Stored data entries

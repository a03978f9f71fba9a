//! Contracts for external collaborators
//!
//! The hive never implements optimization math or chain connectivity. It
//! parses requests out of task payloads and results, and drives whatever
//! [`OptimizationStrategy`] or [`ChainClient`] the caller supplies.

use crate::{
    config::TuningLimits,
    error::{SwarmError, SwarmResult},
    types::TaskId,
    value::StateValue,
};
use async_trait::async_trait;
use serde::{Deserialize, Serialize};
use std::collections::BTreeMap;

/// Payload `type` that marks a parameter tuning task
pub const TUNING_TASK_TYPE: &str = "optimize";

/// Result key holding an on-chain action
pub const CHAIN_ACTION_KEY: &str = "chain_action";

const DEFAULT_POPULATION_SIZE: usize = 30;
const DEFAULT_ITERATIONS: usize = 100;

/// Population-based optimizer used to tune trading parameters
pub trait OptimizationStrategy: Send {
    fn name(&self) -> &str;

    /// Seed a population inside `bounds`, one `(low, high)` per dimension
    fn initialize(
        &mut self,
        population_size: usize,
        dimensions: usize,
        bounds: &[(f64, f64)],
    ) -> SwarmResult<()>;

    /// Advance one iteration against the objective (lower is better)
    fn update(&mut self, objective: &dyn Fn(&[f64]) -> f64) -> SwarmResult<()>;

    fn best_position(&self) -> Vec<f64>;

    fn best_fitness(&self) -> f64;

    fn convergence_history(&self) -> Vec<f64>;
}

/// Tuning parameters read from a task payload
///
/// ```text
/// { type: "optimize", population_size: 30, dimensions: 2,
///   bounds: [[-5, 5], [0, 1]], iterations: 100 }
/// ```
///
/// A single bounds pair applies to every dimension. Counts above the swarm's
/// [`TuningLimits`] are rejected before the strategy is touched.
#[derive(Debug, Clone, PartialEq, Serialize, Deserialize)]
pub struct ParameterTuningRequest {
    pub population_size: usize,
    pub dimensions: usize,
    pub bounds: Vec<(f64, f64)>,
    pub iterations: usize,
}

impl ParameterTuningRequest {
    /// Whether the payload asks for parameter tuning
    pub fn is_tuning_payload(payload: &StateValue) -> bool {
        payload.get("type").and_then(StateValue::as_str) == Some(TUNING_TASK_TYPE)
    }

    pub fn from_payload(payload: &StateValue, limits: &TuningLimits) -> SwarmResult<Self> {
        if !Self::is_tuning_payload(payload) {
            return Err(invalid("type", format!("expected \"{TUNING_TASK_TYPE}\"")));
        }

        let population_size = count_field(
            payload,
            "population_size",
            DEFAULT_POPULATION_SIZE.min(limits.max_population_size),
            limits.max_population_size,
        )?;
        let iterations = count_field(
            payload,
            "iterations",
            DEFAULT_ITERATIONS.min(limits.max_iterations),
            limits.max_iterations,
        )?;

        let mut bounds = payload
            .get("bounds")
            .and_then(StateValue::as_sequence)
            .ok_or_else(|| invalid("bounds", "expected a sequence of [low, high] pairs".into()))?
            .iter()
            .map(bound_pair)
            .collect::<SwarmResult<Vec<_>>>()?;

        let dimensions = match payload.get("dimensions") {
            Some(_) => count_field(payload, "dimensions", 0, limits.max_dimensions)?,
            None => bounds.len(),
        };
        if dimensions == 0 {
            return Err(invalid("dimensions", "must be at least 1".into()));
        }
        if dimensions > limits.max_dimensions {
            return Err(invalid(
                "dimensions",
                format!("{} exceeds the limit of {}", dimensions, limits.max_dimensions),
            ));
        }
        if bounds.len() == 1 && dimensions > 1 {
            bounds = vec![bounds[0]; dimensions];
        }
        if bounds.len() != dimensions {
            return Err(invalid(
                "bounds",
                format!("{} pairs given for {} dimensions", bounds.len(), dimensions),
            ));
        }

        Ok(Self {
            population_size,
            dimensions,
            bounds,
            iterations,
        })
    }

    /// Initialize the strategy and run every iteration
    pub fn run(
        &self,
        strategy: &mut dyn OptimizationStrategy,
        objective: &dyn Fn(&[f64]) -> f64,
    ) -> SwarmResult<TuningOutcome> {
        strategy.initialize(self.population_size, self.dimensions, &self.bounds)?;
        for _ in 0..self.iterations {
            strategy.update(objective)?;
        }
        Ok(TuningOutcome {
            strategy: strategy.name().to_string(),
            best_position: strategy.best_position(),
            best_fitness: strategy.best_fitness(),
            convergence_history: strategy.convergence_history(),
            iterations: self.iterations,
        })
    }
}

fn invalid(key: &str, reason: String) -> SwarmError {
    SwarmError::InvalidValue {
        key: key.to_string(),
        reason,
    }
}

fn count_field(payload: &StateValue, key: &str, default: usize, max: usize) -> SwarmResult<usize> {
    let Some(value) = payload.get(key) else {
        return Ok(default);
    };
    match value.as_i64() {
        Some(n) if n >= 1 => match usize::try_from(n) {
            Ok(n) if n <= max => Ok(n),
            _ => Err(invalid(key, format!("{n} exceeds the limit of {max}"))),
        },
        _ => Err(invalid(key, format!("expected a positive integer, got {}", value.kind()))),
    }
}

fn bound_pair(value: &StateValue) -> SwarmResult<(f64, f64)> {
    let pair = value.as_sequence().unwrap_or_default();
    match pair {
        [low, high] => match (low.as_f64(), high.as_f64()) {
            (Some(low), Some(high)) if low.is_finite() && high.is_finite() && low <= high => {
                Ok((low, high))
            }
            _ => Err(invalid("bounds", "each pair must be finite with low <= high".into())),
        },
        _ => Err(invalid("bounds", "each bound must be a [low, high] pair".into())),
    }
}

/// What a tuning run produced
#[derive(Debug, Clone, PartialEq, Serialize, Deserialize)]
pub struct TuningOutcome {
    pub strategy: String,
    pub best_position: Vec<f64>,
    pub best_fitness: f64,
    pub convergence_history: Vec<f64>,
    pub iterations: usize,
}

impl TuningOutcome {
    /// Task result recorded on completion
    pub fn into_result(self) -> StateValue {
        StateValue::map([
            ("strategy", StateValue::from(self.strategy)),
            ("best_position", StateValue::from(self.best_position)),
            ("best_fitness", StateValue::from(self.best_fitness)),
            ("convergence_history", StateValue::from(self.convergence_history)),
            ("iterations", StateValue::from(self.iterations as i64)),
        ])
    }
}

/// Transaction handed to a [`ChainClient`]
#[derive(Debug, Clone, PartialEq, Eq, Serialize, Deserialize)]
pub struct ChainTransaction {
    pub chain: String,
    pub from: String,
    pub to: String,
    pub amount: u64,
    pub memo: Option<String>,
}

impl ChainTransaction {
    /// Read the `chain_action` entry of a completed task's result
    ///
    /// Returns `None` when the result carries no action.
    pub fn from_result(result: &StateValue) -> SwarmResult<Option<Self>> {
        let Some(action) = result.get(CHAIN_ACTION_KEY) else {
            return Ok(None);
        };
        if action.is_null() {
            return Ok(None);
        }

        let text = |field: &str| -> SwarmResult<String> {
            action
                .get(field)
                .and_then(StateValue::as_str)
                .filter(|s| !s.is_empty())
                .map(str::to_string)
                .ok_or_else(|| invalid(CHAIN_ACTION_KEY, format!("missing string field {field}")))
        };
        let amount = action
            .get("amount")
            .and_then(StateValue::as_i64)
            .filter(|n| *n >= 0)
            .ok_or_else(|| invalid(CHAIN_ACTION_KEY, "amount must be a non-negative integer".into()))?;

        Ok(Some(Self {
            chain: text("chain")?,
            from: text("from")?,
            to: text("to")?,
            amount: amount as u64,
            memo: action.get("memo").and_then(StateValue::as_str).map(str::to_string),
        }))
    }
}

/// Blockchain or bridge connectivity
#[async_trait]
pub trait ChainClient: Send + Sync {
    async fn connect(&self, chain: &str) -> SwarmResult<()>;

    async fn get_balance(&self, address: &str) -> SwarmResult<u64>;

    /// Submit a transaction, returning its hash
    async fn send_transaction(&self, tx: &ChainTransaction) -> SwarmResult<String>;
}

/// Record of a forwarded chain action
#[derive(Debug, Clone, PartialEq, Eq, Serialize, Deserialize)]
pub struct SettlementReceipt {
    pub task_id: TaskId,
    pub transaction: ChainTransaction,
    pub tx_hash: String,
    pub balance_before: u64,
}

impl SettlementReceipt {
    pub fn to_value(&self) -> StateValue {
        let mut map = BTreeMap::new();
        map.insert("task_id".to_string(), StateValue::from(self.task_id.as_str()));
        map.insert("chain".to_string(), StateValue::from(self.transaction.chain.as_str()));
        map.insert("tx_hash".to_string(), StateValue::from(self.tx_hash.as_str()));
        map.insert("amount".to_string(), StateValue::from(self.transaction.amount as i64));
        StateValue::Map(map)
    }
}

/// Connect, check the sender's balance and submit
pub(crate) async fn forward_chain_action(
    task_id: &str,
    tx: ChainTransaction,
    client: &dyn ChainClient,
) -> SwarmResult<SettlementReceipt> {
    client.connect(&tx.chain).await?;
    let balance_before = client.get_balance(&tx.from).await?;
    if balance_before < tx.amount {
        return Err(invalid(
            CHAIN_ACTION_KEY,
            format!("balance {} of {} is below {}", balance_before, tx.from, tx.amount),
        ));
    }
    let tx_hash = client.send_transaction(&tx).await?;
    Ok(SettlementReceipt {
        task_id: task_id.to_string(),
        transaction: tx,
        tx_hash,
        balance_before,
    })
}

## Problem description
Say only how many lines among the entries above contain the string "ChainTransaction".

## Answer box
5